ABOUT THIS TASK: Of the entries below, copy only those lines that contain the word "insert".

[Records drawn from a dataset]
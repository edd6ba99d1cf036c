use lazy_static::lazy_static;
use prometheus::{Counter, Gauge, Histogram, register_counter, register_gauge, register_histogram};


lazy_static! {
    pub static ref REQUEST_TOTAL: Counter =
        register_counter!("gateway_requests_total", "Total number of proxied requests").unwrap();
    pub static ref REJECTED_TOTAL: Counter =
        register_counter!("gateway_rejected_total", "Requests rejected by the rate limiter").unwrap();
    pub static ref PREFLIGHT_TOTAL: Counter =
        register_counter!("gateway_preflight_total", "CORS preflight requests answered").unwrap();
    pub static ref UPSTREAM_ERRORS: Counter =
        register_counter!("gateway_upstream_errors_total", "Upstream transport failures").unwrap();
    pub static ref UPSTREAM_LATENCY: Histogram = register_histogram!(
        "gateway_upstream_latency_seconds",
        "Time until upstream response headers in seconds"
    )
    .unwrap();
    pub static ref MARKER_FAILURES: Counter =
        register_counter!("gateway_marker_failures_total", "Durable marker writes that failed").unwrap();
    pub static ref MARKER_DROPPED: Counter =
        register_counter!("gateway_marker_dropped_total", "Durable markers dropped on a full queue").unwrap();
    pub static ref TRACKED_CLIENTS: Gauge =
        register_gauge!("gateway_tracked_clients", "Client keys with a window entry").unwrap();
}
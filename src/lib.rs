//! Rate-limited streaming proxy in front of a chat-completion API.
//!
//! Every request outside `/_gateway/` goes through the same pipeline:
//! CORS preflight is answered locally, everything else is admitted or
//! rejected by a per-client fixed-window counter and, when admitted, streamed
//! to the upstream and back.

pub mod clock;
pub mod config;
pub mod cors;
pub mod error;
pub mod handlers;
pub mod identity;
pub mod metrics;
pub mod proxy;
pub mod rate_limit;
pub mod state;
pub mod store;
pub mod worker;

use axum::{Router, routing::get};
use std::sync::Arc;

use crate::handlers::{health_handler, metrics_handler, proxy_handler};
use crate::state::AppState;

pub use crate::error::{GatewayError, Result};

pub fn router(state: Arc<AppState>) -> Router {
    Router::new()
        .route("/_gateway/health", get(health_handler))
        .route("/_gateway/metrics", get(metrics_handler))
        // other methods on the reserved paths take the normal pipeline
        .method_not_allowed_fallback(proxy_handler)
        .fallback(proxy_handler)
        .with_state(state)
}
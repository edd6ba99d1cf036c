use axum::http::HeaderMap;

// Headers set by the fronting proxy, in order of trust
pub const CLIENT_IP_HEADERS: [&str; 2] = ["cf-connecting-ip", "x-real-ip"];

// Shared bucket for requests with no usable identity
pub const ANONYMOUS: &str = "anon";

// Client key for rate limiting. Not validated as an IP; forgeable if the
// fronting proxy passes these headers through from clients.
pub fn client_key(headers: &HeaderMap) -> String {
    CLIENT_IP_HEADERS
        .iter()
        .filter_map(|name| headers.get(*name))
        .filter_map(|value| value.to_str().ok())
        .map(str::trim)
        .find(|value| !value.is_empty())
        .unwrap_or(ANONYMOUS)
        .to_string()
}

pub fn marker_key(prefix: &str, client_key: &str) -> String {
    format!("{}:{}", prefix, client_key)
}

#[cfg(test)]
mod tests {
    use super::*;
    use axum::http::HeaderValue;

    #[test]
    fn cf_header_wins_over_real_ip() {
        let mut headers = HeaderMap::new();
        headers.insert("x-real-ip", HeaderValue::from_static("10.0.0.2"));
        headers.insert("cf-connecting-ip", HeaderValue::from_static("203.0.113.7"));
        assert_eq!(client_key(&headers), "203.0.113.7");
    }

    #[test]
    fn empty_header_falls_through() {
        let mut headers = HeaderMap::new();
        headers.insert("cf-connecting-ip", HeaderValue::from_static(""));
        headers.insert("x-real-ip", HeaderValue::from_static("10.0.0.2"));
        assert_eq!(client_key(&headers), "10.0.0.2");
    }

    #[test]
    fn missing_headers_share_anon_bucket() {
        assert_eq!(client_key(&HeaderMap::new()), ANONYMOUS);
    }

    #[test]
    fn marker_key_is_namespaced() {
        assert_eq!(marker_key("rl", "203.0.113.7"), "rl:203.0.113.7");
    }
}
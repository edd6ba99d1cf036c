use std::sync::Arc;
use crate::clock::{Clock, SystemClock};
use crate::rate_limit::WindowCounterStore;
use crate::worker::MarkerQueue;

// Where admitted requests go
#[derive(Clone)]
pub struct Upstream {
    pub url: String,
    pub api_key: String,
}

// app's shared state

pub struct AppState {
    pub client: reqwest::Client,
    pub upstream: Upstream,
    pub rate_limiter: Arc<WindowCounterStore>,
    pub markers: MarkerQueue,
    pub marker_prefix: String,
    pub clock: Arc<dyn Clock>,
}

impl AppState {
    pub fn new(
        client: reqwest::Client,
        upstream: Upstream,
        rate_limiter: Arc<WindowCounterStore>,
        markers: MarkerQueue,
    ) -> Self {
        Self {
            client,
            upstream,
            rate_limiter,
            markers,
            marker_prefix: "rl".to_string(),
            clock: Arc::new(SystemClock),
        }
    }

    pub fn with_clock(mut self, clock: Arc<dyn Clock>) -> Self {
        self.clock = clock;
        self
    }

    pub fn with_marker_prefix(mut self, prefix: impl Into<String>) -> Self {
        self.marker_prefix = prefix.into();
        self
    }
}
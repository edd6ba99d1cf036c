mod health;
mod metrics;
mod preflight;
mod proxy;

pub use health::health_handler;
pub use metrics::metrics_handler;
pub use preflight::preflight_response;
pub use proxy::{proxy_handler, rejection_response};
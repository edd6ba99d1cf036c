use axum::http::StatusCode;
use axum::response::{IntoResponse, Response};

use crate::cors::allow_any_origin;

#[derive(Debug, thiserror::Error)]
pub enum GatewayError {
    #[error("upstream request timed out: {0}")]
    UpstreamTimeout(#[source] reqwest::Error),
    #[error("upstream request failed: {0}")]
    Upstream(#[source] reqwest::Error),
    #[error("durable store error: {0}")]
    Store(#[from] redis::RedisError),
    #[error("invalid configuration: {0}")]
    Config(String),
    #[error("server error: {0}")]
    Io(#[from] std::io::Error),
}

impl From<reqwest::Error> for GatewayError {
    fn from(err: reqwest::Error) -> Self {
        if err.is_timeout() {
            GatewayError::UpstreamTimeout(err)
        } else {
            GatewayError::Upstream(err)
        }
    }
}

impl GatewayError {
    pub fn status(&self) -> StatusCode {
        match self {
            GatewayError::UpstreamTimeout(_) => StatusCode::GATEWAY_TIMEOUT,
            GatewayError::Upstream(_) => StatusCode::BAD_GATEWAY,
            _ => StatusCode::INTERNAL_SERVER_ERROR,
        }
    }
}

impl IntoResponse for GatewayError {
    fn into_response(self) -> Response {
        let status = self.status();
        // details stay in the logs, clients get a fixed message
        let body = match status {
            StatusCode::GATEWAY_TIMEOUT => "Upstream timed out",
            StatusCode::BAD_GATEWAY => "Upstream request failed",
            _ => "Internal error",
        };
        let mut response = (status, body).into_response();
        allow_any_origin(response.headers_mut());
        response
    }
}

pub type Result<T> = std::result::Result<T, GatewayError>;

SOLVED PROBLEM:
        headers.insert("x-real-ip", HeaderValue::from_static("10.0.0.2"));
        headers.insert("cf-connecting-ip", HeaderValue::from_static("203.0.113.7"));
        headers.insert("cf-connecting-ip", HeaderValue::from_static(""));
        headers.insert("x-real-ip", HeaderValue::from_static("10.0.0.2"));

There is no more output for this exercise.